21st International Symposium on Military Operational Research September 2nd, 2004
An Introduction to the Development, Application, Uses and Limitations of
STAMPER: Systematic Task Analysis for Measuring Performance and Evaluating Risk
Eugenia Kalantzis
Operations Research Analyst
Director General Land Combat Development
FortFrontenac, PO Box 17000 Station Forces
Kingston, Ontario, CanadaK7K 7B4
(613) 541-5010 x 2469
Abstract
A central activity within the Canadian Army's combat development process is a series of seminar wargames used toevaluate experimental force structures and capabilities. In support of this goal, the Director General Land Combat Development (DGLCD) operational research team was tasked with providing analytical support and guidance to the seminar process and to develop a robust methodology to measure the performance of competing systems.
Working closely with the client, the team developed a methodology based on the evaluation of a system’s performance of a predetermined list of tasks. This methodology is referred to as STAMPER, or Systematic Task Analysis for Measuring Performance and Evaluating Risk. The methodology involved the development of a set of task lists, as well as software-supported tools for the measurement of performance and risk, and for the computation of overall measures of performance for each of the five operational functions of Command, Sense, Act, Shield and Sustain.
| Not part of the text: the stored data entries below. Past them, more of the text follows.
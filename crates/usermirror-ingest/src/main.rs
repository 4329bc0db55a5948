//! usermirror ingestion daemon.
//!
//! Keeps the local user mirror in step with the upstream event feed. Live
//! sync is triggered on a fixed poll interval (standing in for webhook
//! receipt), and a reconciliation pass runs on a slower interval to pick up
//! anything live sync missed.
//!
//! # Usage
//!
//! ```bash
//! # Configuration comes from the environment (or a .env file)
//! USERMIRROR_API_KEY=sk_live_... usermirror-ingest
//!
//! # Override the database location and metrics port
//! usermirror-ingest --db-path /data/mirror --metrics-port 9100
//! ```
//!
//! # Graceful Shutdown
//!
//! On SIGINT (Ctrl+C) the daemon stops triggering runs, waits briefly for the
//! in-flight live sync and reconciliation passes, flushes the database, and
//! prints a summary.

use anyhow::{Context, Result};
use clap::Parser;
use metrics::gauge;
use std::path::PathBuf;
use std::sync::Arc;
use std::sync::atomic::{AtomicBool, Ordering};
use std::time::{Duration, Instant};
use tracing_subscriber::EnvFilter;
use usermirror_core::metrics::{init_metrics, set_gauge, start_metrics_server};
use usermirror_ingest::{Config, EventFeed, HttpEventFeed, MirrorDb, UserSync};

/// How long shutdown waits for in-flight work.
const SHUTDOWN_GRACE: Duration = Duration::from_secs(30);

/// usermirror ingestion daemon.
#[derive(Parser, Debug)]
#[command(name = "usermirror-ingest")]
#[command(about = "Mirror upstream users from the event feed")]
#[command(version)]
struct Args {
    /// RocksDB path for the mirror (overrides USERMIRROR_DB_PATH)
    #[arg(long)]
    db_path: Option<PathBuf>,

    /// Metrics HTTP server port, 0 to disable (overrides USERMIRROR_METRICS_PORT)
    #[arg(long)]
    metrics_port: Option<u16>,

    /// Only run live sync; skip periodic reconciliation
    #[arg(long)]
    no_backfill: bool,
}

#[tokio::main]
async fn main() -> Result<()> {
    dotenvy::dotenv().ok();

    tracing_subscriber::fmt()
        .with_env_filter(
            EnvFilter::from_default_env()
                .add_directive("info".parse()?)
                .add_directive("usermirror_ingest=debug".parse()?),
        )
        .init();

    let args = Args::parse();
    let mut config = Config::from_env().context("Failed to load configuration")?;
    if let Some(db_path) = args.db_path {
        config.db_path = db_path;
    }
    if let Some(port) = args.metrics_port {
        config.metrics_port = port;
    }

    tracing::info!("usermirror ingestion daemon starting...");

    if config.metrics_port > 0 {
        let metrics_handle = init_metrics();
        start_metrics_server(config.metrics_port, metrics_handle)
            .await
            .with_context(|| format!("Failed to bind metrics port {}", config.metrics_port))?;
    }

    // Set up graceful shutdown
    let running = Arc::new(AtomicBool::new(true));
    let running_clone = Arc::clone(&running);
    ctrlc::set_handler(move || {
        tracing::info!("Shutdown signal received, stopping gracefully...");
        running_clone.store(false, Ordering::SeqCst);
    })
    .context("Failed to set Ctrl+C handler")?;

    let db = Arc::new(
        MirrorDb::open(&config.db_path)
            .with_context(|| format!("Failed to open mirror database at {:?}", config.db_path))?,
    );
    let stats = db.stats();
    tracing::info!(
        "Mirror opened: ~{} events, ~{} users",
        stats.approximate_events,
        stats.approximate_users
    );

    let feed: Arc<dyn EventFeed> = Arc::new(
        HttpEventFeed::new(config.feed_config()).context("Failed to create HTTP event feed")?,
    );

    tracing::info!("Configuration:");
    tracing::info!("  Database: {}", config.db_path.display());
    tracing::info!("  Feed: {} ({})", config.api_base_url, feed.name());
    tracing::info!("  Poll interval: {:?}", config.poll_interval);
    if args.no_backfill {
        tracing::info!("  Backfill: disabled");
    } else {
        tracing::info!("  Backfill interval: {:?}", config.backfill_interval);
    }
    tracing::info!("  Handler failure policy: {:?}", config.handler_failure_policy);

    let sync = Arc::new(UserSync::from_config(Arc::clone(&db), feed, None, &config));

    let backfill_task = if args.no_backfill {
        None
    } else {
        let reconciler = sync.reconciler();
        let options = config.backfill_options();
        let interval = config.backfill_interval;
        let running = Arc::clone(&running);
        Some(tokio::spawn(async move {
            reconciler.run_periodic(&options, interval, running).await;
        }))
    };

    tracing::info!("Starting live sync...");
    let started = Instant::now();
    let mut triggers = 0u64;

    while running.load(Ordering::SeqCst) {
        sync.enqueue_ingest(config.ingest_options());
        triggers += 1;

        let stats = db.stats();
        set_gauge("usermirror_store_events_approximate", stats.approximate_events as f64);
        set_gauge("usermirror_store_users_approximate", stats.approximate_users as f64);

        // Wait for the next trigger (or until stopped)
        let tick_start = Instant::now();
        while tick_start.elapsed() < config.poll_interval && running.load(Ordering::SeqCst) {
            tokio::time::sleep(Duration::from_secs(1).min(config.poll_interval)).await;
        }
    }

    // Shutdown sequence
    tracing::info!("Shutting down...");

    if tokio::time::timeout(SHUTDOWN_GRACE, sync.wait_for_ingest())
        .await
        .is_err()
    {
        tracing::warn!("Live sync still running after {:?}, abandoning it", SHUTDOWN_GRACE);
    }

    if let Some(task) = backfill_task {
        match tokio::time::timeout(SHUTDOWN_GRACE, task).await {
            Ok(Err(e)) => tracing::warn!("Backfill task failed: {}", e),
            Err(_) => tracing::warn!("Backfill still running after {:?}, abandoning it", SHUTDOWN_GRACE),
            Ok(Ok(())) => {}
        }
    }

    db.flush().context("Failed to flush mirror database")?;
    gauge!("usermirror_pull_in_progress").set(0.0);

    // Print summary
    let stats = db.stats();
    let checkpoint = db.checkpoint()?;
    tracing::info!("═══════════════════════════════════════════════════════");
    tracing::info!("SHUTDOWN COMPLETE");
    tracing::info!("═══════════════════════════════════════════════════════");
    tracing::info!("Uptime:               {:?}", started.elapsed());
    tracing::info!("Live sync triggers:   {}", triggers);
    tracing::info!("Events recorded:      ~{}", stats.approximate_events);
    tracing::info!("Users mirrored:       ~{}", stats.approximate_users);
    tracing::info!(
        "Checkpoint:           {}",
        checkpoint.map_or_else(|| "none".to_string(), |c| c.event_id)
    );

    Ok(())
}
These measures of performance are based on a simple model that, although useful in providing indications of general trends, must be interpreted with extreme caution.
This paper describes the steps involved in the development and application of the STAMPER process. In particular, it explains the crucial role of the client-analyst collaboration, it describes the simple models used to assign measures of risk and to calculate overall performance measures, and it lists the strengths and limitations of these models along with examples of possible misuse and misinterpretation of the results.
BACKGROUND
In June 2003, the Director of Army Doctrine (DAD) was tasked with the development of a force employment concept for the Interim Army. In support of this initiative, DAD directed the design and execution of a series of wargames to assess the evolving concepts. Warfighting was selected as the focus of the initial seminar wargames; however, in due course, the seminar series will expand to include peace support, non-combatant evacuation and emergency domestic operations.
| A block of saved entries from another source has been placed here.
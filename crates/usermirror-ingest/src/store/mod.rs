//! RocksDB-backed durable state for the mirror.
//!
//! One database holds every relation the pipeline owns, each in its own
//! column family:
//!
//! | Column family      | Key                                 | Value                 |
//! |--------------------|-------------------------------------|-----------------------|
//! | `events`           | event id                            | JSON `EventRecord`    |
//! | `events_by_time`   | `[creation_time_be (8)][event id]`  | empty                 |
//! | `users`            | user id                             | JSON `UserRecord`     |
//! | `meta`             | `backfill_checkpoint`               | JSON `Checkpoint`     |
//! | `pending_handlers` | event id                            | JSON `PendingHandler` |
//!
//! Big-endian creation time as the leading bytes of `events_by_time` makes an
//! ordered scan return events in insertion order, so the live sync cursor is
//! simply the last key.
//!
//! # Units of work
//!
//! All mutation goes through a [`MirrorTxn`] obtained from [`MirrorDb::begin`].
//! A transaction holds the database's single writer lock for its lifetime and
//! buffers its writes in a `WriteBatch`, so a read-check-then-write sequence
//! (e.g. "is this event new? then record it") is atomic with respect to every
//! other writer. Dropping a transaction without committing discards it.
//!
//! Recorded events are never deleted. The dedup check, the live sync cursor
//! and the reconciliation checkpoint all rely on that.

mod checkpoint;
mod events;
mod pending;
mod users;

use crate::error::{Error, Result};
use parking_lot::{Mutex, MutexGuard};
use rocksdb::{
    BoundColumnFamily, ColumnFamilyDescriptor, DBWithThreadMode, IteratorMode, MultiThreaded,
    Options, WriteBatch, WriteOptions,
};
use std::path::Path;
use std::sync::Arc;
use usermirror_core::{Checkpoint, EventRecord, PendingHandler, UserRecord};

pub(crate) const CF_EVENTS: &str = "events";
pub(crate) const CF_EVENTS_BY_TIME: &str = "events_by_time";
pub(crate) const CF_USERS: &str = "users";
pub(crate) const CF_META: &str = "meta";
pub(crate) const CF_PENDING_HANDLERS: &str = "pending_handlers";

const COLUMN_FAMILIES: [&str; 5] = [
    CF_EVENTS,
    CF_EVENTS_BY_TIME,
    CF_USERS,
    CF_META,
    CF_PENDING_HANDLERS,
];

pub(crate) const CHECKPOINT_KEY: &[u8] = b"backfill_checkpoint";

type Db = DBWithThreadMode<MultiThreaded>;

/// Durable event store, user mirror and checkpoint.
///
/// Thread-safe: share it via `Arc<MirrorDb>`.
pub struct MirrorDb {
    db: Db,
    /// Writer lock. Guards the last creation time handed out.
    writer: Mutex<u64>,
}

impl MirrorDb {
    /// Open or create the mirror database at the given path.
    pub fn open<P: AsRef<Path>>(path: P) -> Result<Self> {
        let path = path.as_ref();
        tracing::info!("Opening mirror database at {}", path.display());

        let mut opts = Options::default();
        opts.create_if_missing(true);
        opts.create_missing_column_families(true);

        opts.set_compression_type(rocksdb::DBCompressionType::Lz4);
        opts.set_write_buffer_size(16 * 1024 * 1024); // 16MB write buffer
        opts.set_max_write_buffer_number(2);
        opts.increase_parallelism(num_cpus::get().min(4) as i32);

        let descriptors = COLUMN_FAMILIES.iter().map(|name| {
            let mut cf_opts = Options::default();
            cf_opts.set_compression_type(rocksdb::DBCompressionType::Lz4);
            if *name == CF_EVENTS || *name == CF_USERS {
                // Point lookups dominate; bloom filters make misses cheap
                let mut block_opts = rocksdb::BlockBasedOptions::default();
                block_opts.set_bloom_filter(10.0, false);
                cf_opts.set_block_based_table_factory(&block_opts);
            }
            ColumnFamilyDescriptor::new(*name, cf_opts)
        });

        let db = Db::open_cf_descriptors(&opts, path, descriptors)?;
        let last_creation_time = newest_creation_time(&db)?;

        tracing::debug!(
            "Mirror database opened, newest creation time {}",
            last_creation_time
        );

        Ok(Self {
            db,
            writer: Mutex::new(last_creation_time),
        })
    }

    /// Start a unit of work. Blocks until no other unit is in progress.
    pub fn begin(&self) -> MirrorTxn<'_> {
        MirrorTxn {
            db: self,
            last_creation_time: self.writer.lock(),
            batch: WriteBatch::default(),
        }
    }

    pub(crate) fn cf(&self, name: &'static str) -> Result<Arc<BoundColumnFamily<'_>>> {
        cf_handle(&self.db, name)
    }

    /// Approximate key count for a column family.
    fn approximate_keys(&self, name: &'static str) -> Result<u64> {
        let cf = self.cf(name)?;
        Ok(self
            .db
            .property_int_value_cf(&cf, "rocksdb.estimate-num-keys")?
            .unwrap_or(0))
    }

    /// Flush all column families to disk.
    pub fn flush(&self) -> Result<()> {
        for name in COLUMN_FAMILIES {
            let cf = self.cf(name)?;
            self.db.flush_cf(&cf)?;
        }
        Ok(())
    }

    /// Get statistics about the database.
    pub fn stats(&self) -> StoreStats {
        StoreStats {
            approximate_events: self.approximate_keys(CF_EVENTS).unwrap_or(0),
            approximate_users: self.approximate_keys(CF_USERS).unwrap_or(0),
        }
    }
}

/// Statistics about the mirror database.
#[derive(Debug, Clone, Default)]
pub struct StoreStats {
    /// Approximate number of recorded events.
    pub approximate_events: u64,
    /// Approximate number of mirrored users.
    pub approximate_users: u64,
}

/// An atomic unit of work against [`MirrorDb`].
///
/// Reads go to committed state. Writes are buffered until [`MirrorTxn::commit`].
pub struct MirrorTxn<'a> {
    db: &'a MirrorDb,
    last_creation_time: MutexGuard<'a, u64>,
    batch: WriteBatch,
}

impl<'a> MirrorTxn<'a> {
    /// Whether an event with this id has been recorded.
    pub fn contains_event(&self, event_id: &str) -> Result<bool> {
        self.db.contains_event(event_id)
    }

    pub fn get_event(&self, event_id: &str) -> Result<Option<EventRecord>> {
        self.db.get_event(event_id)
    }

    pub fn get_user(&self, user_id: &str) -> Result<Option<UserRecord>> {
        self.db.get_user(user_id)
    }

    pub fn checkpoint(&self) -> Result<Option<Checkpoint>> {
        self.db.checkpoint()
    }

    /// Record a new event, assigning it the next creation time.
    pub fn record_event(
        &mut self,
        event_id: &str,
        event_type: &str,
        recorded_updated_at: Option<&str>,
    ) -> Result<EventRecord> {
        let creation_time = next_creation_time(now_micros(), *self.last_creation_time);
        *self.last_creation_time = creation_time;

        let record = EventRecord {
            event_id: event_id.to_string(),
            event_type: event_type.to_string(),
            recorded_updated_at: recorded_updated_at.map(str::to_string),
            creation_time,
        };

        let db = self.db;
        let events = db.cf(CF_EVENTS)?;
        let by_time = db.cf(CF_EVENTS_BY_TIME)?;
        self.batch
            .put_cf(&events, event_id.as_bytes(), serde_json::to_vec(&record)?);
        self.batch
            .put_cf(&by_time, time_key(creation_time, event_id), []);

        Ok(record)
    }

    pub fn put_user(&mut self, user: &UserRecord) -> Result<()> {
        let db = self.db;
        let users = db.cf(CF_USERS)?;
        self.batch
            .put_cf(&users, user.id.as_bytes(), serde_json::to_vec(user)?);
        Ok(())
    }

    pub fn delete_user(&mut self, user_id: &str) -> Result<()> {
        let db = self.db;
        let users = db.cf(CF_USERS)?;
        self.batch.delete_cf(&users, user_id.as_bytes());
        Ok(())
    }

    pub fn put_checkpoint(&mut self, checkpoint: &Checkpoint) -> Result<()> {
        let db = self.db;
        let meta = db.cf(CF_META)?;
        self.batch
            .put_cf(&meta, CHECKPOINT_KEY, serde_json::to_vec(checkpoint)?);
        Ok(())
    }

    /// Queue a handler delivery for retry.
    pub fn put_pending_handler(&mut self, pending: &PendingHandler) -> Result<()> {
        let db = self.db;
        let cf = db.cf(CF_PENDING_HANDLERS)?;
        self.batch.put_cf(
            &cf,
            pending.event.id.as_bytes(),
            serde_json::to_vec(pending)?,
        );
        Ok(())
    }

    pub fn clear_pending_handler(&mut self, event_id: &str) -> Result<()> {
        let db = self.db;
        let cf = db.cf(CF_PENDING_HANDLERS)?;
        self.batch.delete_cf(&cf, event_id.as_bytes());
        Ok(())
    }

    /// Atomically write everything buffered in this unit.
    pub fn commit(self) -> Result<()> {
        if self.batch.is_empty() {
            return Ok(());
        }
        let mut write_opts = WriteOptions::default();
        write_opts.set_sync(true); // Ensure durability
        self.db.db.write_opt(self.batch, &write_opts)?;
        Ok(())
    }
}

fn cf_handle<'a>(db: &'a Db, name: &'static str) -> Result<Arc<BoundColumnFamily<'a>>> {
    db.cf_handle(name)
        .ok_or_else(|| Error::Store(format!("missing column family '{name}'")))
}

/// Build an `events_by_time` key.
///
/// Key format: `[creation_time_be (8 bytes)][event_id]`
pub(crate) fn time_key(creation_time: u64, event_id: &str) -> Vec<u8> {
    let mut key = Vec::with_capacity(8 + event_id.len());
    key.extend_from_slice(&creation_time.to_be_bytes()); // Big-endian for sorting
    key.extend_from_slice(event_id.as_bytes());
    key
}

/// Parse an `events_by_time` key into (creation_time, event_id).
pub(crate) fn parse_time_key(key: &[u8]) -> Option<(u64, String)> {
    if key.len() < 8 {
        return None;
    }
    let creation_time = u64::from_be_bytes(key[0..8].try_into().ok()?);
    let event_id = std::str::from_utf8(&key[8..]).ok()?.to_string();
    Some((creation_time, event_id))
}

/// Read the newest creation time from the time index, 0 when empty.
fn newest_creation_time(db: &Db) -> Result<u64> {
    let by_time = cf_handle(db, CF_EVENTS_BY_TIME)?;
    match db.iterator_cf(&by_time, IteratorMode::End).next() {
        Some(item) => {
            let (key, _) = item?;
            parse_time_key(&key)
                .map(|(ts, _)| ts)
                .ok_or_else(|| Error::Store("malformed events_by_time key".to_string()))
        }
        None => Ok(0),
    }
}

/// Creation times are strictly increasing, even if the wall clock stalls or
/// steps backwards.
fn next_creation_time(now: u64, last: u64) -> u64 {
    now.max(last.saturating_add(1))
}

fn now_micros() -> u64 {
    u64::try_from(chrono::Utc::now().timestamp_micros()).unwrap_or(0)
}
The first seminar wargame, Force Employment Wargame 0401, was held in February 2004 and examined the performance of a Main Contingency Force brigade group and battle group. The Canadian force structure for the first seminar was based on equipment available at the time, including Leopard tanks and M109 medium guns. The aim of the first wargame was to establish a baseline of performance against which the impact of proposed organizational changes may be assessed, with the intent of furthering the force employment concept for the Interim Army.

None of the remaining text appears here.